- Born: Gustavo Alejandro Acevedo Nicolazzo 3 January 1997 (age 28) Caracas, Venezuela
- Occupations: Model; Sport television presenter;
- Height: 1.88 m (6 ft 2 in)
- Beauty pageant titleholder
- Title: Mister Supranational Venezuela 2016
- Hair color: Brown
- Eye color: Green
- Major competition(s): Mister Venezuela 2016 (2nd Runner-Up) Mister Supranational 2016 (Top 10)

= Gustavo Acevedo =

Venezuelan model and male beauty pageant titleholder

Gustavo Alejandro Acevedo Nicolazzo (born 3 January 1997) is a Venezuelan medicine student, model and male beauty pageant titleholder. He was Mister Supranational Venezuela 2016 and represented Venezuela at the inaugural edition of Mister Supranational at Mister Supranational 2016 where he finished as one of the Top 10 finalists.

== Life and career ==

=== Early life ===
Acevedo was born in Caracas, Venezuela. He holds a degree in cardiovascular and respiratory therapy from the Central University of Venezuela.
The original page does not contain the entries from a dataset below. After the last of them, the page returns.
// The application's only window: one push button that opens the greeting dialog

use std::cell::RefCell;
use std::rc::Rc;

use tracing::{debug, info};

use super::dialogs;
use crate::config;
use crate::error::{AppError, AppResult};
use crate::toolkit::{GridLayout, Toolkit};

/// Lifecycle of the main window. Transitions only move forward.
#[derive(Debug, Clone, Copy, PartialEq, Eq, PartialOrd, Ord)]
pub enum WindowState {
    Created,
    Open,
    Disposed,
}

pub struct MainWindow<T: Toolkit> {
    display: T,
    window: T::Window,
    opened: bool,
    // first error raised inside a click handler, picked up by the event loop
    failure: Rc<RefCell<Option<AppError>>>,
}

impl<T: Toolkit> MainWindow<T> {
    /// Build the window on `display`: title, one-column grid, the button and
    /// its click handler, then size the window to fit.
    pub fn construct(display: &T) -> AppResult<Self> {
        let window = display.create_window(config::gui::WINDOW_TITLE, GridLayout::default())?;
        let failure = Rc::new(RefCell::new(None));

        let slot = failure.clone();
        display.add_button(
            &window,
            config::gui::BUTTON_LABEL,
            Box::new(move |display: &T, parent: &T::Window| {
                if let Err(e) = dialogs::show_greeting_dialog(display, parent) {
                    slot.borrow_mut().get_or_insert(e);
                }
            }),
        )?;

        display.pack(&window)?;
        debug!(title = config::gui::WINDOW_TITLE, "main window constructed");

        Ok(Self {
            display: display.clone(),
            window,
            opened: false,
            failure,
        })
    }

    /// Make the window visible. Opening an open window does nothing.
    pub fn open(&mut self) -> AppResult<()> {
        if self.is_disposed() {
            return Err(AppError::disposed("main window"));
        }
        if !self.opened {
            self.display.open(&self.window)?;
            self.opened = true;
            info!(title = config::gui::WINDOW_TITLE, "main window opened");
        }
        Ok(())
    }

    /// Close the window as if the user had.
    pub fn close(&self) {
        self.display.close(&self.window);
    }

    pub fn is_disposed(&self) -> bool {
        self.display.is_disposed(&self.window)
    }

    pub fn state(&self) -> WindowState {
        if self.is_disposed() {
            WindowState::Disposed
        } else if self.opened {
            WindowState::Open
        } else {
            WindowState::Created
        }
    }

    /// Take the error a click handler failed with, if any.
    pub fn take_failure(&self) -> Option<AppError> {
        self.failure.borrow_mut().take()
    }

    /// Toolkit handle of the underlying window.
    pub fn handle(&self) -> &T::Window {
        &self.window
    }
}
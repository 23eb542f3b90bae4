// Dialog definitions shown by the main window

use tracing::error;

use crate::config;
use crate::error::AppResult;
use crate::toolkit::{MessageBox, MessageStyle, Toolkit};

/// Informational greeting with a single OK button
pub fn greeting_message() -> MessageBox {
    MessageBox::new(
        MessageStyle::ICON_INFORMATION | MessageStyle::OK,
        config::gui::MESSAGE,
    )
}

/// Show the greeting modally over `parent`. Returns once it is dismissed.
pub fn show_greeting_dialog<T: Toolkit>(display: &T, parent: &T::Window) -> AppResult<()> {
    display.show_message(parent, &greeting_message()).map_err(|e| {
        error!("failed to show greeting dialog: {}", e);
        e
    })
}

#[cfg(test)]
mod tests {
    use super::*;

    #[test]
    fn greeting_is_information_with_ok_only() {
        let message = greeting_message();
        assert_eq!(message.message, "Hello, SWT World!");
        assert!(message.style.contains(MessageStyle::ICON_INFORMATION));
        assert!(message.style.is_acknowledgement_only());
    }
}
// Entry point: open the display, run the main window's event loop, tear down

use tracing::{debug, info};

use super::main_window::MainWindow;
use crate::error::AppResult;
use crate::toolkit::Toolkit;
use crate::toolkit::gtk::GtkToolkit;

/// Counters collected by [`event_loop`].
#[derive(Debug, Clone, Copy, Default, PartialEq, Eq)]
pub struct LoopStats {
    /// Cycles that dispatched a pending event
    pub dispatched: usize,
    /// Cycles that found nothing pending and slept
    pub sleeps: usize,
}

/// Open the GTK display and run the main window until it is closed.
pub fn run() -> AppResult<()> {
    let display = GtkToolkit::open()?;
    run_on(display)
}

/// Run the main window on an already opened display context. The context is
/// disposed on every exit path, after the window.
pub fn run_on<T: Toolkit>(display: T) -> AppResult<()> {
    let display = scopeguard::guard(display, |display| display.dispose());

    let mut window = MainWindow::construct(&*display)?;
    window.open()?;

    let stats = event_loop(&*display, &window)?;
    info!(
        dispatched = stats.dispatched,
        sleeps = stats.sleeps,
        "main window closed, shutting down"
    );
    Ok(())
}

/// Dispatch pending events, sleeping when there are none, until `window` is
/// disposed. Disposal is checked before every cycle. A failure inside an
/// event handler ends the loop with that error.
pub fn event_loop<T: Toolkit>(display: &T, window: &MainWindow<T>) -> AppResult<LoopStats> {
    let mut stats = LoopStats::default();
    while !window.is_disposed() {
        if display.read_and_dispatch() {
            stats.dispatched += 1;
            if let Some(err) = window.take_failure() {
                return Err(err);
            }
        } else {
            display.sleep()?;
            stats.sleeps += 1;
        }
    }
    debug!(?stats, "event loop finished");
    Ok(stats)
}

#[cfg(test)]
mod tests {
    use super::*;
    use crate::error::AppError;
    use crate::toolkit::headless::{Event, HeadlessToolkit};

    #[test]
    fn loop_stops_in_the_cycle_that_disposes_the_window() {
        let display = HeadlessToolkit::new();
        let mut window = MainWindow::construct(&display).expect("construct");
        window.open().expect("open");

        display.close_window();
        display.click("Click Me!");

        let stats = event_loop(&display, &window).expect("loop");
        assert_eq!(stats, LoopStats { dispatched: 1, sleeps: 0 });
        assert_eq!(display.pending_inputs(), 1);
        assert!(display.dialogs().is_empty());
    }

    #[test]
    fn loop_on_already_disposed_window_does_not_dispatch() {
        let display = HeadlessToolkit::new();
        let window = MainWindow::construct(&display).expect("construct");
        window.close();
        display.click("Click Me!");

        let stats = event_loop(&display, &window).expect("loop");
        assert_eq!(stats, LoopStats::default());
        assert_eq!(display.dispatch_count(), 0);
    }

    #[test]
    fn run_on_disposes_context_after_window_closes() {
        let display = HeadlessToolkit::new();
        display.close_window();
        let observer = display.clone();

        run_on(display).expect("run");

        assert!(observer.is_context_disposed());
        let events = observer.events();
        let closed = events
            .iter()
            .position(|e| matches!(e, Event::WindowClosed { .. }))
            .expect("window closed");
        let disposed = events
            .iter()
            .position(|e| *e == Event::ContextDisposed)
            .expect("context disposed");
        assert!(closed < disposed);
    }

    #[test]
    fn run_on_disposes_context_when_loop_fails() {
        let display = HeadlessToolkit::new();
        let observer = display.clone();

        let result = run_on(display);

        assert!(matches!(result, Err(AppError::Toolkit(_))));
        assert!(observer.is_context_disposed());
    }

    #[test]
    fn run_on_reports_the_dialog_failure_itself() {
        let display = HeadlessToolkit::new();
        display.click("Click Me!");
        let observer = display.clone();

        let err = run_on(display).expect_err("dialog could not be dismissed");

        assert!(err.to_string().contains("modal dialog"), "got: {}", err);
        assert!(observer.is_context_disposed());
        assert_eq!(observer.dispatch_count(), 1);
    }

    #[test]
    fn disposing_twice_after_run_is_harmless() {
        let display = HeadlessToolkit::new();
        display.close_window();
        let observer = display.clone();
        run_on(display).expect("run");

        observer.dispose();
        assert!(observer.is_context_disposed());
    }
}
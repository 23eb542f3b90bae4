//! Tracing subscriber setup

use tracing_subscriber::EnvFilter;

use crate::config;

/// Install the global fmt subscriber. `RUST_LOG` overrides the default filter.
/// Calling this more than once keeps the first subscriber.
pub fn init() {
    let filter = EnvFilter::try_from_default_env()
        .unwrap_or_else(|_| EnvFilter::new(config::logging::DEFAULT_FILTER));

    let _ = tracing_subscriber::fmt()
        .with_env_filter(filter)
        .with_target(false)
        .try_init();
}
Acevedo is also a model, actor, boxer, Pan-American champion mixed martial artist and has served as a sports narrator on local television in his hometown.

=== Pageantry ===

====Mister Venezuela 2016====
In 2016, Gustavo participated in the 13th edition of the Mister Venezuela event held on May 28, 2016 at Venevisión studios in Caracas. The candidates were assigned numbers instead of state bands, with Acevedo being assigned #2. He ended as the 2nd runner-up. The winner was Renato Barabino, while the first runner-up was Walfred Crespo.

Later that year, he was appointed by the Miss Venezuela Organization as the first ever Mister Supranational Venezuela.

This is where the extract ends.